* [Directions for this task] Under this task are some entries; return every one of them exactly.

* [Saved data entries]
>>
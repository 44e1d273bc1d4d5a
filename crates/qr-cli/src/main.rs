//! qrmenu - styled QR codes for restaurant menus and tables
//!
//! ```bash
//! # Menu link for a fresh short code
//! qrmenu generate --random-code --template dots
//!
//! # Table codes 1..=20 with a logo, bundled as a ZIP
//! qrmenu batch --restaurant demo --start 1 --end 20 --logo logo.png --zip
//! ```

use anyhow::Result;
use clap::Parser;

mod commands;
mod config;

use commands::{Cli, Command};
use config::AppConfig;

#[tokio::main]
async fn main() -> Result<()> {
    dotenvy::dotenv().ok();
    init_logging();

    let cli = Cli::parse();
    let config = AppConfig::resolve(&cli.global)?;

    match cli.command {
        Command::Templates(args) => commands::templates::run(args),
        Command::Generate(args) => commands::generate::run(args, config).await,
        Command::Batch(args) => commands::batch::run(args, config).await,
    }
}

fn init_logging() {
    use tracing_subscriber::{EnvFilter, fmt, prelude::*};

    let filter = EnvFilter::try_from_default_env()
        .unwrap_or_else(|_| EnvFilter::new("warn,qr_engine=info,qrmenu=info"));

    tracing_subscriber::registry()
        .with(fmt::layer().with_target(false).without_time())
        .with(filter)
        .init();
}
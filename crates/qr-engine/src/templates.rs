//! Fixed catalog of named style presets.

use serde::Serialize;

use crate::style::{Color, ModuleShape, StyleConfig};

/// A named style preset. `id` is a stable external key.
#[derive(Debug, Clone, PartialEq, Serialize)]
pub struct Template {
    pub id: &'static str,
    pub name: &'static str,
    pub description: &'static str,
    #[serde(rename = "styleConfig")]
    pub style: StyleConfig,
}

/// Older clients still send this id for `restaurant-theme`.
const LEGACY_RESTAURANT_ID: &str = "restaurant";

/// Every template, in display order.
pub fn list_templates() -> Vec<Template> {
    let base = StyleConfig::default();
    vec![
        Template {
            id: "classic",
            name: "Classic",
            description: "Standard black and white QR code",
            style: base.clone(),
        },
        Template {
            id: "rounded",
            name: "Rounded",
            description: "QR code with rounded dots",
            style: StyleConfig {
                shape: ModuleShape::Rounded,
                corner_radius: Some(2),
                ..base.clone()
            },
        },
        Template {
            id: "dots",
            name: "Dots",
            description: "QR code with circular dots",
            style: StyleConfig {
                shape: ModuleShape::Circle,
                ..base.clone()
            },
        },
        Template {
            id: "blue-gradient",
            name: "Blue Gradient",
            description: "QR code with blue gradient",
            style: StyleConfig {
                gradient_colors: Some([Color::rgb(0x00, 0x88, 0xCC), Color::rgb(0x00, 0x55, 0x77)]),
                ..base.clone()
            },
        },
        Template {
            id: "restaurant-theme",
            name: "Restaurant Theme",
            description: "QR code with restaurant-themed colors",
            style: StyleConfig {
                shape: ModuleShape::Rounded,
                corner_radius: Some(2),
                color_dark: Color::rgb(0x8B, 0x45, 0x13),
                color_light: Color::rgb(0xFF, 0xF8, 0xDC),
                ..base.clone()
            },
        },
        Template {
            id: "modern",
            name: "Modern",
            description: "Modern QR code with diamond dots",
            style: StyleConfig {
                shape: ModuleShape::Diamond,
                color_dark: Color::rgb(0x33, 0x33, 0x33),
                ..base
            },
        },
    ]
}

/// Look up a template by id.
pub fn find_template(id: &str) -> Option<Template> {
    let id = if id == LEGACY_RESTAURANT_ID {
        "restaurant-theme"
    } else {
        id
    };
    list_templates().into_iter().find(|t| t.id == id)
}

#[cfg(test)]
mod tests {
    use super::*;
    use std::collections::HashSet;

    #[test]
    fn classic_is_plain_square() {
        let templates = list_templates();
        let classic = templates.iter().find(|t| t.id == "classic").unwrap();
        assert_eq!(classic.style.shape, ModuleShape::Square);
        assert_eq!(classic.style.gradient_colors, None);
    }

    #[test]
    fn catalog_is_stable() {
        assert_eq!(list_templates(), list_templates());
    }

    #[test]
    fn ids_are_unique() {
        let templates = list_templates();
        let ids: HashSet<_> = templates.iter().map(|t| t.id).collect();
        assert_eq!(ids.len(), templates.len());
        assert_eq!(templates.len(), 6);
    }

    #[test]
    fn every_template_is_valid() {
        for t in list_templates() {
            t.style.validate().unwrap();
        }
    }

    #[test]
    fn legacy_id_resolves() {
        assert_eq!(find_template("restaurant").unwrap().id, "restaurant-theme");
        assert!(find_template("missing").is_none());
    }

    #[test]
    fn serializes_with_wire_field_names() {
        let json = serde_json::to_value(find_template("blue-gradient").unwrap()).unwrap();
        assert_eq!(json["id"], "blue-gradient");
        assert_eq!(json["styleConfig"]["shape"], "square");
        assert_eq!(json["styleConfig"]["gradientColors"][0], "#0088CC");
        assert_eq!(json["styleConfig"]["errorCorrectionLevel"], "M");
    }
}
<<
* [Response to this exercise]
repository 44e1d273bc1d4d5a
filename crates/qr-cli/src/main.rs
//! qrmenu - styled QR codes for restaurant menus and tables
//!
//! ```bash
//! # Menu link for a fresh short code
//! qrmenu generate --random-code --template dots
//!
//! # Table codes 1..=20 with a logo, bundled as a ZIP
//! qrmenu batch --restaurant demo --start 1 --end 20 --logo logo.png --zip
//! ```

use anyhow::Result;
use clap::Parser;

mod commands;
mod config;

use commands::{Cli, Command};
use config::AppConfig;

#[tokio::main]
async fn main() -> Result<()> {
    dotenvy::dotenv().ok();
    init_logging();

    let cli = Cli::parse();
    let config = AppConfig::resolve(&cli.global)?;

    match cli.command {
        Command::Templates(args) => commands::templates::run(args),
        Command::Generate(args) => commands::generate::run(args, config).await,
        Command::Batch(args) => commands::batch::run(args, config).await,
    }
}

fn init_logging() {
    use tracing_subscriber::{EnvFilter, fmt, prelude::*};

    let filter = EnvFilter::try_from_default_env()
        .unwrap_or_else(|_| EnvFilter::new("warn,qr_engine=info,qrmenu=info"));

    tracing_subscriber::registry()
        .with(fmt::layer().with_target(false).without_time())
        .with(filter)
        .init();
}
filename crates/qr-engine/src/templates.rs
//! Fixed catalog of named style presets.

use serde::Serialize;

use crate::style::{Color, ModuleShape, StyleConfig};

/// A named style preset. `id` is a stable external key.
#[derive(Debug, Clone, PartialEq, Serialize)]
pub struct Template {
    pub id: &'static str,
    pub name: &'static str,
    pub description: &'static str,
    #[serde(rename = "styleConfig")]
    pub style: StyleConfig,
}

/// Older clients still send this id for `restaurant-theme`.
const LEGACY_RESTAURANT_ID: &str = "restaurant";

/// Every template, in display order.
pub fn list_templates() -> Vec<Template> {
    let base = StyleConfig::default();
    vec![
        Template {
            id: "classic",
            name: "Classic",
            description: "Standard black and white QR code",
            style: base.clone(),
        },
        Template {
            id: "rounded",
            name: "Rounded",
            description: "QR code with rounded dots",
            style: StyleConfig {
                shape: ModuleShape::Rounded,
                corner_radius: Some(2),
                ..base.clone()
            },
        },
        Template {
            id: "dots",
            name: "Dots",
            description: "QR code with circular dots",
            style: StyleConfig {
                shape: ModuleShape::Circle,
                ..base.clone()
            },
        },
        Template {
            id: "blue-gradient",
            name: "Blue Gradient",
            description: "QR code with blue gradient",
            style: StyleConfig {
                gradient_colors: Some([Color::rgb(0x00, 0x88, 0xCC), Color::rgb(0x00, 0x55, 0x77)]),
                ..base.clone()
            },
        },
        Template {
            id: "restaurant-theme",
            name: "Restaurant Theme",
            description: "QR code with restaurant-themed colors",
            style: StyleConfig {
                shape: ModuleShape::Rounded,
                corner_radius: Some(2),
                color_dark: Color::rgb(0x8B, 0x45, 0x13),
                color_light: Color::rgb(0xFF, 0xF8, 0xDC),
                ..base.clone()
            },
        },
        Template {
            id: "modern",
            name: "Modern",
            description: "Modern QR code with diamond dots",
            style: StyleConfig {
                shape: ModuleShape::Diamond,
                color_dark: Color::rgb(0x33, 0x33, 0x33),
                ..base
            },
        },
    ]
}

/// Look up a template by id.
pub fn find_template(id: &str) -> Option<Template> {
    let id = if id == LEGACY_RESTAURANT_ID {
        "restaurant-theme"
    } else {
        id
    };
    list_templates().into_iter().find(|t| t.id == id)
}

#[cfg(test)]
mod tests {
    use super::*;
    use std::collections::HashSet;

    #[test]
    fn classic_is_plain_square() {
        let templates = list_templates();
        let classic = templates.iter().find(|t| t.id == "classic").unwrap();
        assert_eq!(classic.style.shape, ModuleShape::Square);
        assert_eq!(classic.style.gradient_colors, None);
    }

    #[test]
    fn catalog_is_stable() {
        assert_eq!(list_templates(), list_templates());
    }

    #[test]
    fn ids_are_unique() {
        let templates = list_templates();
        let ids: HashSet<_> = templates.iter().map(|t| t.id).collect();
        assert_eq!(ids.len(), templates.len());
        assert_eq!(templates.len(), 6);
    }

    #[test]
    fn every_template_is_valid() {
        for t in list_templates() {
            t.style.validate().unwrap();
        }
    }

    #[test]
    fn legacy_id_resolves() {
        assert_eq!(find_template("restaurant").unwrap().id, "restaurant-theme");
        assert!(find_template("missing").is_none());
    }

    #[test]
    fn serializes_with_wire_field_names() {
        let json = serde_json::to_value(find_template("blue-gradient").unwrap()).unwrap();
        assert_eq!(json["id"], "blue-gradient");
        assert_eq!(json["styleConfig"]["shape"], "square");
        assert_eq!(json["styleConfig"]["gradientColors"][0], "#0088CC");
        assert_eq!(json["styleConfig"]["errorCorrectionLevel"], "M");
    }
}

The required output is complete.